CALGARY, AB – Tamarack Valley Energy Ltd. (“Tamarack” or the “Company“) (TSX: TVE) announces that it has entered into an underwriting agreement to sell, on a private placement basis (the “Private Placement“), $100 million aggregate principal amount of 7.25% senior unsecured sustainability-linked notes due May 10, 2027 (the “Notes“). The Notes will be issued at $940 per $1,000 principal amount thereof (plus accrued interest from and including May 10, 2022 to but excluding the closing date of the Private Placement) under the trust indenture pursuant to which Tamarack previously issued $200 million aggregate principal amount of 7.25% senior unsecured sustainability-linked notes due May 10, 2027, as supplemented by a supplemental indenture to be dated as of the closing date of the Private Placement, and will form a single series with such previously issued notes. Closing of the Private Placement is expected to occur on or about September 22, 2022, subject to satisfaction of customary closing conditions.
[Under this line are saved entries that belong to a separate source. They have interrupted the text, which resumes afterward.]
#[cfg(test)]
mod tests {
    use super::*;
    use bson::doc;

    fn person() -> Document {
        doc! {
            "_id": 1,
            "name": "Alice",
            "age": 30,
            "tags": ["red", "blue"],
            "address": { "city": "Lyon" },
        }
    }

    #[test]
    fn comparison_operators() {
        let d = person();
        assert!(matches(&d, &doc! { "age": { "$gte": 30 } }, false).unwrap());
        assert!(!matches(&d, &doc! { "age": { "$gt": 30 } }, false).unwrap());
        assert!(matches(&d, &doc! { "age": { "$lt": 30.5 } }, false).unwrap());
        assert!(!matches(&d, &doc! { "age": { "$lt": "zzz" } }, false).unwrap());
    }

    #[test]
    fn equality_traverses_arrays_and_paths() {
        let d = person();
        assert!(matches(&d, &doc! { "tags": { "$eq": "blue" } }, false).unwrap());
        assert!(matches(&d, &doc! { "address.city": "Lyon" }, false).unwrap());
        assert!(matches(&d, &doc! { "missing": { "$eq": null } }, false).unwrap());
        assert!(matches(&d, &doc! { "tags": { "$all": ["red", "blue"] } }, false).unwrap());
        assert!(!matches(&d, &doc! { "tags": { "$all": ["red", "green"] } }, false).unwrap());
    }

    #[test]
    fn connectives_and_membership() {
        let d = person();
        let filter = doc! { "$or": [{ "age": { "$eq": 1 } }, { "name": { "$in": ["Bob", "Alice"] } }] };
        assert!(matches(&d, &filter, false).unwrap());
        assert!(!matches(&d, &doc! { "$and": [{ "age": 30 }, { "name": { "$nin": ["Alice"] } }] }, false).unwrap());
        assert!(matches(&d, &doc! { "$and": [{}] }, false).unwrap());
    }

    #[test]
    fn regex_and_fold_case() {
        let d = person();
        assert!(matches(&d, &doc! { "name": { "$regex": "^al", "$options": "i" } }, false).unwrap());
        assert!(!matches(&d, &doc! { "name": { "$regex": "^al" } }, false).unwrap());
        assert!(matches(&d, &doc! { "name": { "$eq": "ALICE" } }, true).unwrap());
        assert!(!matches(&d, &doc! { "name": { "$eq": "ALICE" } }, false).unwrap());
    }

    #[test]
    fn text_search_matches_any_term() {
        let d = person();
        assert!(matches(&d, &doc! { "$text": { "$search": "paris lyon" } }, false).unwrap());
        assert!(!matches(&d, &doc! { "$text": { "$search": "paris" } }, false).unwrap());
    }

    #[test]
    fn geo_operators_are_unsupported() {
        let err = matches(&person(), &doc! { "loc": { "$geoWithin": { "$geometry": {} } } }, false);
        assert!(matches!(err, Err(DriverError::Unsupported(_))));
    }

    #[test]
    fn malformed_filters_are_command_errors() {
        let err = matches(&person(), &doc! { "age": { "$in": 5 } }, false).unwrap_err();
        assert!(matches!(err, DriverError::Command { code: 2, .. }));
        assert!(matches(&person(), &doc! { "$where": "1" }, false).is_err());
    }

    #[test]
    fn projection_keeps_id_unless_excluded() {
        let d = person();
        assert_eq!(project(&d, &doc! { "name": 1 }), doc! { "_id": 1, "name": "Alice" });
        assert_eq!(project(&d, &doc! { "name": 1, "_id": 0 }), doc! { "name": "Alice" });
    }

    #[test]
    fn sort_follows_directions() {
        let a = doc! { "n": 1, "s": "b" };
        let b = doc! { "n": 2, "s": "A" };
        assert_eq!(compare_docs(&a, &b, &doc! { "n": -1 }, false), Ordering::Greater);
        assert_eq!(compare_docs(&a, &b, &doc! { "s": 1 }, false), Ordering::Greater);
        assert_eq!(compare_docs(&a, &b, &doc! { "s": 1 }, true), Ordering::Greater);
        assert_eq!(compare_docs(&a, &b, &doc! { "missing": 1 }, false), Ordering::Equal);
    }

    #[test]
    fn update_operators() {
        let mut d = person();
        assert!(apply_update(&mut d, &doc! { "$set": { "address.zip": "69000" }, "$inc": { "age": 1 } }).unwrap());
        assert_eq!(d.get_document("address").unwrap().get_str("zip").unwrap(), "69000");
        assert_eq!(d.get_i32("age").unwrap(), 31);
        assert!(!apply_update(&mut d, &doc! { "$unset": { "nope": "" } }).unwrap());
        assert!(apply_update(&mut d, &doc! { "name": "x" }).is_err());
        assert!(matches!(
            apply_update(&mut d, &doc! { "$set": { "_id": 2 } }),
            Err(DriverError::Write { code: 66, .. })
        ));
    }
}
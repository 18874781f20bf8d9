#![allow(dead_code)]

use bson::oid::ObjectId;
use docbridge::{Context, Journal, MemoryDriver, PersistentObject, Server};
use serde::{Deserialize, Serialize};

pub const PEOPLE: &str = "people";

#[derive(Debug, Clone, PartialEq, Serialize, Deserialize)]
pub struct Person {
    #[serde(rename = "_id")]
    pub id: ObjectId,
    pub name: String,
    pub age: i32,
    #[serde(default)]
    pub journal: Journal,
}

impl Person {
    pub fn new(name: &str, age: i32) -> Self {
        Self { id: ObjectId::new(), name: name.to_string(), age, journal: Journal::new() }
    }
}

impl PersistentObject for Person {
    fn id(&self) -> String {
        self.id.to_hex()
    }

    fn journal(&self) -> &Journal {
        &self.journal
    }

    fn journal_mut(&mut self) -> &mut Journal {
        &mut self.journal
    }
}

pub fn server() -> (MemoryDriver, Server<MemoryDriver>) {
    let driver = MemoryDriver::new("test");
    (driver.clone(), Server::new(driver))
}

/// Saves `people` through a fresh session and returns them with their journals stamped.
pub fn saved(server: &Server<MemoryDriver>, people: &[(&str, i32)]) -> Vec<Person> {
    let session = server.new_session(Context::background());
    let coll = session.collection(PEOPLE);
    people
        .iter()
        .map(|(name, age)| {
            let mut p = Person::new(name, *age);
            coll.save(&mut p, "seed").unwrap();
            p
        })
        .collect()
}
Subject to completion of the Private Placement, Tamarack intends to use the net proceeds of the Private Placement to fund a portion of the purchase price for its previously announced acquisition of DeltaStream Energy Corporation (the “Acquisition“).
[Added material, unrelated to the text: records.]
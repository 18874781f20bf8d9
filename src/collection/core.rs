use serde::{Deserialize, Serialize};
use std::sync::Arc;

use crate::context::Context;
use crate::driver::{Driver, NativeCollection};
use crate::telemetry::SlowQueryMonitor;

/// Cursor type produced by a driver's collections.
pub type CursorOf<D> = <<D as Driver>::Collection as NativeCollection>::Cursor;

/// How `save` writes an object that already exists.
#[derive(Debug, Clone, Copy, Default, PartialEq, Eq, Serialize, Deserialize)]
#[serde(rename_all = "snake_case")]
pub enum SaveStrategy {
    /// Replace the whole document by identity. Last writer wins, even over a concurrent
    /// soft delete. Fails with `NotFound` when no stored document has that identity.
    #[default]
    Replace,
    /// `$set` the document, restricted to documents that are not soft-deleted. Saving an
    /// object that was deleted in the meantime fails with `NotFound`.
    GuardedUpdate,
}

/// Per-accessor behaviour injected by the server.
#[derive(Debug, Clone, Default)]
pub struct CollectionSettings {
    pub monitor: SlowQueryMonitor,
    pub save_strategy: SaveStrategy,
}

/// A view of one collection under one context, and optionally one transaction.
///
/// Cheap to build and to drop; it holds no locks and no server resources.
pub struct Collection<D: Driver> {
    pub(crate) native: D::Collection,
    pub(crate) ctx: Context,
    pub(crate) session: Option<Arc<D::ClientSession>>,
    pub(crate) settings: CollectionSettings,
}

impl<D: Driver> Collection<D> {
    pub(crate) fn new(
        native: D::Collection,
        ctx: Context,
        session: Option<Arc<D::ClientSession>>,
        settings: CollectionSettings,
    ) -> Self {
        Self { native, ctx, session, settings }
    }

    pub fn name(&self) -> &str {
        self.native.name()
    }

    #[must_use]
    pub const fn context(&self) -> &Context {
        &self.ctx
    }

    #[must_use]
    pub const fn settings(&self) -> &CollectionSettings {
        &self.settings
    }

    #[must_use]
    pub const fn is_transactional(&self) -> bool {
        self.session.is_some()
    }

    /// The driver's own collection handle, for commands this accessor does not cover.
    ///
    /// Calls made through it skip compilation, error mapping and slow-query reporting.
    #[must_use]
    pub const fn native_collection(&self) -> &D::Collection {
        &self.native
    }

    /// Transaction handle to pass along with calls on [`native_collection`](Self::native_collection).
    #[must_use]
    pub fn client_session(&self) -> Option<&D::ClientSession> {
        self.session.as_deref()
    }
}

impl<D: Driver> Clone for Collection<D> {
    fn clone(&self) -> Self {
        Self {
            native: self.native.clone(),
            ctx: self.ctx.clone(),
            session: self.session.clone(),
            settings: self.settings.clone(),
        }
    }
}

impl<D: Driver> std::fmt::Debug for Collection<D> {
    fn fmt(&self, f: &mut std::fmt::Formatter<'_>) -> std::fmt::Result {
        f.debug_struct("Collection")
            .field("name", &self.name())
            .field("transactional", &self.is_transactional())
            .field("settings", &self.settings)
            .finish_non_exhaustive()
    }
}
use bson::Document;
use serde::{Deserialize, Serialize};
use std::time::Duration;

/// Default locale used for every collation the adapter requests.
pub const DEFAULT_LOCALE: &str = "en";

#[derive(Debug, Clone, Copy, PartialEq, Eq, Serialize, Deserialize)]
pub enum CollationStrength {
    /// Base characters only.
    Primary = 1,
    /// Base characters and accents; case-insensitive.
    Secondary = 2,
    /// Base characters, accents and case.
    Tertiary = 3,
}

impl CollationStrength {
    #[must_use]
    pub const fn level(self) -> i32 {
        self as i32
    }

    #[must_use]
    pub const fn is_case_sensitive(self) -> bool {
        matches!(self, Self::Tertiary)
    }
}

#[derive(Debug, Clone, PartialEq, Eq, Serialize, Deserialize)]
pub struct Collation {
    pub locale: String,
    pub strength: CollationStrength,
}

impl Collation {
    #[must_use]
    pub fn new(strength: CollationStrength) -> Self {
        Self { locale: DEFAULT_LOCALE.to_string(), strength }
    }
}

/// Options for a multi-document find.
#[derive(Debug, Clone, Default, PartialEq)]
pub struct FindOptions {
    pub limit: Option<i64>,
    pub projection: Option<Document>,
    pub sort: Option<Document>,
    pub collation: Option<Collation>,
}

/// Options for a single-document find.
#[derive(Debug, Clone, Default, PartialEq)]
pub struct FindOneOptions {
    pub projection: Option<Document>,
    pub collation: Option<Collation>,
}

#[derive(Debug, Clone, Copy, PartialEq, Eq, Serialize, Deserialize)]
pub enum ReadConcern {
    Local,
    Majority,
    Snapshot,
}

#[derive(Debug, Clone, Copy, PartialEq, Eq, Serialize, Deserialize)]
pub enum WriteConcern {
    Acknowledged,
    Majority,
}

#[derive(Debug, Clone, Copy, PartialEq, Eq, Serialize, Deserialize)]
pub enum ReadPreference {
    Primary,
    PrimaryPreferred,
    Secondary,
    SecondaryPreferred,
    Nearest,
}

#[derive(Debug, Clone, PartialEq, Eq)]
pub struct TransactionOptions {
    pub read_concern: ReadConcern,
    pub write_concern: WriteConcern,
    pub read_preference: ReadPreference,
    pub max_commit_time: Option<Duration>,
}

impl Default for TransactionOptions {
    fn default() -> Self {
        Self {
            read_concern: ReadConcern::Majority,
            write_concern: WriteConcern::Majority,
            read_preference: ReadPreference::Primary,
            max_commit_time: Some(Duration::from_secs(60)),
        }
    }
}

#[derive(Debug, Clone, PartialEq, Eq)]
pub struct SessionOptions {
    pub causal_consistency: bool,
    pub default_transaction_options: TransactionOptions,
}

impl Default for SessionOptions {
    fn default() -> Self {
        Self { causal_consistency: true, default_transaction_options: TransactionOptions::default() }
    }
}

#[derive(Debug, Clone, Copy, Default, PartialEq, Eq)]
pub struct UpdateResult {
    pub matched: u64,
    pub modified: u64,
}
The Notes are being issued in accordance with Tamarack’s Sustainability-Linked Bond Framework (the “SLB Framework“), which sets out certain sustainability performance targets (“SPTs“) that are aligned with Tamarack’s overall corporate sustainability strategy, including: i) Scope 1 and 2 emissions intensity reductions of 39% by 2025 over the 2020 baseline, and; ii) Indigenous workforce participation of 6% or greater by 2025. Details of the SLB Framework are available on the Company’s website. Failure to meet the SPTs will result in a step-up in the interest rate payable of 75 basis points for the emissions reduction SPT and 25 basis points for the Indigenous workforce participation SPT from and including May 10, 2026.
RBC Capital Markets and National Bank Financial Markets are acting as Joint-Bookrunners and Sustainability-Linked Bond Structuring Advisors for the Private Placement. S&P Global Markets has previously provided a second party opinion of the SLB Framework, confirming alignment with the International Capital Market Association’s Sustainability-Linked Bond Principles.
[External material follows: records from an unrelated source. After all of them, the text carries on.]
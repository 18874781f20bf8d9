//! Shapes that can be used as the payload of geospatial predicates.

use bson::{Bson, Document, doc};

/// Anything that can describe itself as a GeoJSON geometry.
pub trait GeoJson {
    fn geo_json(&self) -> Document;
}

/// A GeoJSON `Point` (`longitude`, `latitude`).
#[derive(Debug, Clone, Copy, PartialEq)]
pub struct Point {
    pub longitude: f64,
    pub latitude: f64,
}

impl Point {
    #[must_use]
    pub const fn new(longitude: f64, latitude: f64) -> Self {
        Self { longitude, latitude }
    }
}

impl GeoJson for Point {
    fn geo_json(&self) -> Document {
        doc! { "type": "Point", "coordinates": [self.longitude, self.latitude] }
    }
}

/// A GeoJSON `Polygon` made of a single outer ring.
#[derive(Debug, Clone, PartialEq, Default)]
pub struct Polygon {
    pub ring: Vec<[f64; 2]>,
}

impl Polygon {
    #[must_use]
    pub const fn new(ring: Vec<[f64; 2]>) -> Self {
        Self { ring }
    }
}

impl GeoJson for Polygon {
    fn geo_json(&self) -> Document {
        let ring: Vec<Bson> = self
            .ring
            .iter()
            .map(|[x, y]| Bson::Array(vec![Bson::Double(*x), Bson::Double(*y)]))
            .collect();
        doc! { "type": "Polygon", "coordinates": [Bson::Array(ring)] }
    }
}

impl GeoJson for Document {
    fn geo_json(&self) -> Document {
        self.clone()
    }
}
//! Document-database persistence adapter.
//!
//! A [`Server`] wraps a [`driver::Driver`] and hands out [`Session`]s; a session hands out
//! [`Collection`]s that count, query, iterate, load, save and delete records described by
//! backend-neutral [`Expression`] trees. [`Server::with_transaction`] runs a block of work
//! atomically.

pub mod collection;
pub mod config;
pub mod context;
pub mod document;
pub mod driver;
pub mod errors;
pub mod expression;
pub mod geo;
pub mod iterator;
pub mod query;
pub mod server;
pub mod session;
pub mod telemetry;
pub mod utils;

pub use collection::{Collection, CollectionSettings, SaveStrategy};
pub use config::ServerConfig;
pub use context::Context;
pub use document::{Journal, PersistentObject};
pub use driver::memory::{MemoryDriver, MemorySession};
pub use errors::{DbError, ErrorKind, Result};
pub use expression::{Expression, FULL_TEXT_FIELD, Operator};
pub use iterator::{DocumentIterator, IteratorState};
pub use query::{QueryOption, SortDirection};
pub use server::Server;
pub use session::Session;
pub use telemetry::SlowQueryMonitor;

/// Initializes logging from `log4rs.yaml` when present.
///
/// Call once at startup; later calls and a missing file are ignored.
pub fn init() -> std::result::Result<(), Box<dyn std::error::Error>> {
    utils::logger::init()?;
    Ok(())
}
Closing of the Private Placement is not conditional upon completion of the Acquisition. In the event the Acquisition is not completed, Tamarack may use the net proceeds of the Private Placement to reduce indebtedness, fund future acquisitions and for general corporate purposes. Prior to the closing of the Acquisition, the net proceeds may, from time to time, be invested in interest bearing deposits or in short-term interest bearing or discount debt obligations or other short-term investments (in each case, either Canadian or U.S. dollars).
The Notes will not be qualified for distribution to the public or registered under the securities laws of any province or territory of Canada or in the United States and were only offered in the provinces of Canada and in the United States pursuant to applicable private placement exemptions to qualified institutional investors.
This press release is not an offer of the securities for sale in the United States. The securities offered have not been, and will not be, registered under the U.S. Securities Act or any U.S. state securities laws and may not be offered or sold in the United States absent registration or an available exemption from the registration requirement of the U.S. Securities Act and applicable U.S. state securities laws. No public offering of securities is being made in the United States. This press release shall not constitute an offer to sell or the solicitation of an offer to buy, nor shall there be any sale of these securities, in any jurisdiction in which such offer, solicitation or sale would be unlawful.